_WORK ITEM_.
Take from the data every line in which the word "resolved" is found.

_EXERCISE MATERIALS_.

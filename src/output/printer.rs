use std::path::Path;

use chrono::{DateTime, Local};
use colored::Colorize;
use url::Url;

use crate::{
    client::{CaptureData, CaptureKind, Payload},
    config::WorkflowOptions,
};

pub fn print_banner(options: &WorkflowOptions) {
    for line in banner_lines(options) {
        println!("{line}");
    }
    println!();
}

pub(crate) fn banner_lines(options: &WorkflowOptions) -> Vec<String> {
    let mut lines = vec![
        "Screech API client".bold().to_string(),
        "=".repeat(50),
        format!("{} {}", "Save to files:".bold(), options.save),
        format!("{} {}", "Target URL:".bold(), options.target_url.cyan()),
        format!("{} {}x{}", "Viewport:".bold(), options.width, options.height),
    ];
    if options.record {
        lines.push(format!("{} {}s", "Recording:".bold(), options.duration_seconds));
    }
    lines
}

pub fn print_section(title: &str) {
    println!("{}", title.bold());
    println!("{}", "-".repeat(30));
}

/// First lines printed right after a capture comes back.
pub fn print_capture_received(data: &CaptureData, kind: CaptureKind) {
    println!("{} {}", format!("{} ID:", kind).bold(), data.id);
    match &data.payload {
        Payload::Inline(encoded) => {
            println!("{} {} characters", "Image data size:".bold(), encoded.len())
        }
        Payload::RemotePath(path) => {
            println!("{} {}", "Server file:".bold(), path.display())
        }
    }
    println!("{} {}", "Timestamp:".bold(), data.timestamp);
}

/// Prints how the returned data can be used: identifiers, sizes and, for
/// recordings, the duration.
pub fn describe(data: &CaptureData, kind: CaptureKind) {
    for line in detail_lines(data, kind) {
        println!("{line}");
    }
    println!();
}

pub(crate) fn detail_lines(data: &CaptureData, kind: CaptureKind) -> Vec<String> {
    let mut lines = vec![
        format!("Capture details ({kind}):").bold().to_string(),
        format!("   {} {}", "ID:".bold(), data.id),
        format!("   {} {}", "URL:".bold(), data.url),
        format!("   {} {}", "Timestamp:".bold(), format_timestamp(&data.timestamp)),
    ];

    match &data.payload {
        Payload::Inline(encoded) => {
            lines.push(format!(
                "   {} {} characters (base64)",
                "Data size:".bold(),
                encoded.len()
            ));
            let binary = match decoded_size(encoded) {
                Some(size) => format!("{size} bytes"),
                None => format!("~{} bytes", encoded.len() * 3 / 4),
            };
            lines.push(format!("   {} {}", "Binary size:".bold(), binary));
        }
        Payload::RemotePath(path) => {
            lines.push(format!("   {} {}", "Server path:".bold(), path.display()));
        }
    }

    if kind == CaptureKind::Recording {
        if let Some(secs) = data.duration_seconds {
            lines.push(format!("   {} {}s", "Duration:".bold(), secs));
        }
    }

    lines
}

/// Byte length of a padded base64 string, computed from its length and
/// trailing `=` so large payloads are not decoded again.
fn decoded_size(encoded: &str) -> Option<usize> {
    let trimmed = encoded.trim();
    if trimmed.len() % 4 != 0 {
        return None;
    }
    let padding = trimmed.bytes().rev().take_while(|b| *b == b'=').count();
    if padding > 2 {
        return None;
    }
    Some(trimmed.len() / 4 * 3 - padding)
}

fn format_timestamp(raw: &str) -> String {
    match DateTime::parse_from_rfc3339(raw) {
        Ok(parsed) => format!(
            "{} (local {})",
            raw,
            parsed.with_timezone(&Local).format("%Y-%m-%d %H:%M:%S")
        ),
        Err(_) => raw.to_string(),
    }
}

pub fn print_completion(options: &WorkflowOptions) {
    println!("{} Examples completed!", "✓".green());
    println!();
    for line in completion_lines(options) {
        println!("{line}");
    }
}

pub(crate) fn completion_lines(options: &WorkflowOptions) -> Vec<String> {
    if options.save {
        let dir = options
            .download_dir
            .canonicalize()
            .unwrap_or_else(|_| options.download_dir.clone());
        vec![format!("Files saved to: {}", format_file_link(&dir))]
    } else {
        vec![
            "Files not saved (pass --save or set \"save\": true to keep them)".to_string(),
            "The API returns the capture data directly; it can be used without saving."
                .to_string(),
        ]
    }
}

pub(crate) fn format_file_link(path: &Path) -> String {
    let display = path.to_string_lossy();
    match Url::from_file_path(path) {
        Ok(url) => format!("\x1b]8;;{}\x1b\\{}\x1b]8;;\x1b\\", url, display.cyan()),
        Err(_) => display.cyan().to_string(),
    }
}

...

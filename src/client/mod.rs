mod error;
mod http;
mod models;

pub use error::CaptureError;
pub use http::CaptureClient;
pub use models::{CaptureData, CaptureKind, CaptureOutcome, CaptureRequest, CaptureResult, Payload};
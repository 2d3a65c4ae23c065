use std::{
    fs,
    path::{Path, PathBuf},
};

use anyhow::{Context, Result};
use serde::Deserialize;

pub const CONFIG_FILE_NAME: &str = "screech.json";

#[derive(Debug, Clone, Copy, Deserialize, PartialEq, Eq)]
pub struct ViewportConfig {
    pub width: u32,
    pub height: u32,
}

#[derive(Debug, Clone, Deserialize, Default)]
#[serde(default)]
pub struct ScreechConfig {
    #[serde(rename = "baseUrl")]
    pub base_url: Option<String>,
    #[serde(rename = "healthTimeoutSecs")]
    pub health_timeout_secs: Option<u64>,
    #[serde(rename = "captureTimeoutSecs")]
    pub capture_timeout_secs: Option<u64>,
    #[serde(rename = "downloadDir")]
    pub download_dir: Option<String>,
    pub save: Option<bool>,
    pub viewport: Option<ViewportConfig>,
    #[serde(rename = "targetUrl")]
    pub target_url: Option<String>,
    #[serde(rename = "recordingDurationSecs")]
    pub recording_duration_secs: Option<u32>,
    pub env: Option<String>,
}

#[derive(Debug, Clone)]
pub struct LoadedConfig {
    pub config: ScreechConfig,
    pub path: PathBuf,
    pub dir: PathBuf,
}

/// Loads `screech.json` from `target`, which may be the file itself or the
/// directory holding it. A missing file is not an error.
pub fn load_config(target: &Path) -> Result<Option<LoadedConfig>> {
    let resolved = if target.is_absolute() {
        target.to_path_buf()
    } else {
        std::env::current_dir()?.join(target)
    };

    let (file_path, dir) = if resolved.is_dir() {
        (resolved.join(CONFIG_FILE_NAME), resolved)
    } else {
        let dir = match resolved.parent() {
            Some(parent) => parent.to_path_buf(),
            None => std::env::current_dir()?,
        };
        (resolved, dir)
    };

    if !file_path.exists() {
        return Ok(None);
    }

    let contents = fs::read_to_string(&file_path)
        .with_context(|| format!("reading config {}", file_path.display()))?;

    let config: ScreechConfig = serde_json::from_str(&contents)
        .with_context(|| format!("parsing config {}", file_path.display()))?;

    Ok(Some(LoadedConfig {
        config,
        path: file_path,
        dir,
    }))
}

_TASK SOLUTION_.
    let resolved = if target.is_absolute() {
    let (file_path, dir) = if resolved.is_dir() {
        (resolved.join(CONFIG_FILE_NAME), resolved)
        let dir = match resolved.parent() {
        (resolved, dir)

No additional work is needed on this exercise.